Trois ans plus tard, l’inauguration de la vingt-troisième édition du festival “Arts en juin” leur a donné l’opportunité, au travers du salon d’estampes : “Les Chants du Signe”, de faire connaissance. « Après votre œuvre, je vous rencontre, c’est un bonheur », lâchait Amina B… Au-delà du rappel des échanges qu’elles ont eu, le sensoriel a constitué l’essentiel de leurs discussions. L’artiste a été sensible de l’effet provoqué par son œuvre. Heureuse de voir qu‘à travers sa gravure, de l’émotion et des vibrations ont pu transiter et toucher Amina B. à ce point.

Laredj Djebar

Les artistes de demain ?

Cimaises 77 – 2019
“Les chants du signe”
Du 1er juin au 23 juin
Espace Culturel Victor Prudhomme
40 rue des Varennes
77460 Souppes-sur-Loing
culturel@ville-souppes.fr

Les artistes de demain ?

L’exposition “Les Chants du Signe » permet aux jeunes de se familiariser avec l’art de l’estampe à travers des ateliers pratiques. Cette exposition proposée par l’association Art puissance 7 Events, organisatrice des biennales Estamp’Art 77 et Cimaises 77, a accueilli, dans le cadre de la vingt-troisième édition du festival “Arts en Juin” de Souppes-sur-Loing et durant trois semaines, plusieurs groupes d’écoliers et de collégiens ainsi que des jeunes de la Maison familiale rurale d’éducation et d’orientation, soit près de 600 jeunes visiteurs.
« Ce sont peut-être les artistes de demain. En recevant les jeunes, nous tentons de planter des graines en espérant que pousseront et s’épanouiront les fleurs de belles créations artistiques. » confiait Gérard Robin, président de l’association qui, avec son épouse Maité, assuraient les visites commentées, assorties d’explications très pédagogiques et de démonstrations, suscitant même chez certains de l’émerveillement.

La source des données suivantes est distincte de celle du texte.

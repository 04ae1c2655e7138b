/// Master volume: a fixed gain applied to the mixed signal before it reaches the device.
#[derive(Debug, Clone, Copy, PartialEq)]
pub struct OutputStage {
    gain: f32,
}

impl OutputStage {
    pub fn new(gain: f32) -> Self {
        Self {
            gain: gain.clamp(0.0, 1.0),
        }
    }

    pub fn gain(&self) -> f32 {
        self.gain
    }

    #[inline]
    pub fn apply(&self, sample: f32) -> f32 {
        sample * self.gain
    }
}

impl Default for OutputStage {
    fn default() -> Self {
        Self::new(0.5)
    }
}
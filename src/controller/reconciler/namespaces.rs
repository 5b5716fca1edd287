//! # Namespace Resolution
//!
//! Chooses the namespaces a `Puller` targets.

use crate::store::{ClusterStore, StoreError};
use k8s_openapi::apimachinery::pkg::apis::meta::v1::LabelSelector;
use kube::ResourceExt;

/// Names of the namespaces selected by `selector`
///
/// No selector targets every namespace. A selector matching nothing yields an
/// empty list, which is not an error.
pub async fn resolve_target_namespaces(
    store: &dyn ClusterStore,
    selector: Option<&LabelSelector>,
) -> Result<Vec<String>, StoreError> {
    let mut names: Vec<String> = store
        .list_namespaces(selector)
        .await?
        .iter()
        .map(ResourceExt::name_any)
        .collect();
    names.sort();
    names.dedup();
    Ok(names)
}

#[cfg(test)]
mod tests {
    use super::*;
    use crate::store::InMemoryStore;
    use k8s_openapi::apimachinery::pkg::apis::meta::v1::LabelSelectorRequirement;
    use std::collections::BTreeMap;

    fn store() -> InMemoryStore {
        let store = InMemoryStore::new();
        store.add_namespace("default", &[]);
        store.add_namespace("payments", &[("team", "payments")]);
        store.add_namespace("search", &[("team", "search")]);
        store
    }

    #[tokio::test]
    async fn test_no_selector_targets_all_namespaces() {
        let names = resolve_target_namespaces(&store(), None).await.unwrap();
        assert_eq!(names, ["default", "payments", "search"]);
    }

    #[tokio::test]
    async fn test_selector_narrows_targets() {
        let selector = LabelSelector {
            match_labels: Some(BTreeMap::from([("team".into(), "payments".into())])),
            ..Default::default()
        };
        let names = resolve_target_namespaces(&store(), Some(&selector))
            .await
            .unwrap();
        assert_eq!(names, ["payments"]);
    }

    #[tokio::test]
    async fn test_selector_matching_nothing_is_empty() {
        let selector = LabelSelector {
            match_labels: Some(BTreeMap::from([("team".into(), "nobody".into())])),
            ..Default::default()
        };
        let names = resolve_target_namespaces(&store(), Some(&selector))
            .await
            .unwrap();
        assert!(names.is_empty());
    }

    #[tokio::test]
    async fn test_invalid_selector_is_an_error() {
        let selector = LabelSelector {
            match_expressions: Some(vec![LabelSelectorRequirement {
                key: "team".into(),
                operator: "In".into(),
                values: None,
            }]),
            ..Default::default()
        };
        let err = resolve_target_namespaces(&store(), Some(&selector))
            .await
            .unwrap_err();
        assert!(matches!(err, StoreError::Selector(_)));
    }
}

Visite d’une maternelle de petite section (Cl. Laredj Djebar)

S’ouvrir au plaisir du partage

Passionnés, Gérard et Maïté ont parlé de l’estampe, “un art du partage” se plaisent-ils à rappeler. Accueillir des scolaires est un vœu qu’ils réalisent à chaque salon, pour faire découvrir aux jeunes l’estampe, domaine d’expression picturale très riche et qui peut être un bon support de leur imaginaire en construction. Annie Villeflose, adjointe chargée de la culture, est satisfaite qu’une opportunité soit offerte aux enfants de découvrir la culture en général et cet art en particulier. Sans généraliser, les deux guides ont remarqué un certain manque de curiosité et de désir de découvrir, frein à l’échange auprès de quelques “grands”.

Visite d’une classe de sixième (Cl. Laredj Djebar)

Les images remplacent les mots

« C’est dommage, car ces jeunes seront les piliers de la société à venir. Les plus jeunes répondent facilement, et sont émerveillés par la “magie” d’une impression taille-douce, de l’image qui apparaît sur le papier », décrit Maïté. Cette année, les participants aux cours d’alphabétisation de l’association Ascension ont eux aussi profité de l’exposition. Une autre façon de s’intégrer, au-delà de la langue et des mots, par le biais des images, et de l’imaginaire.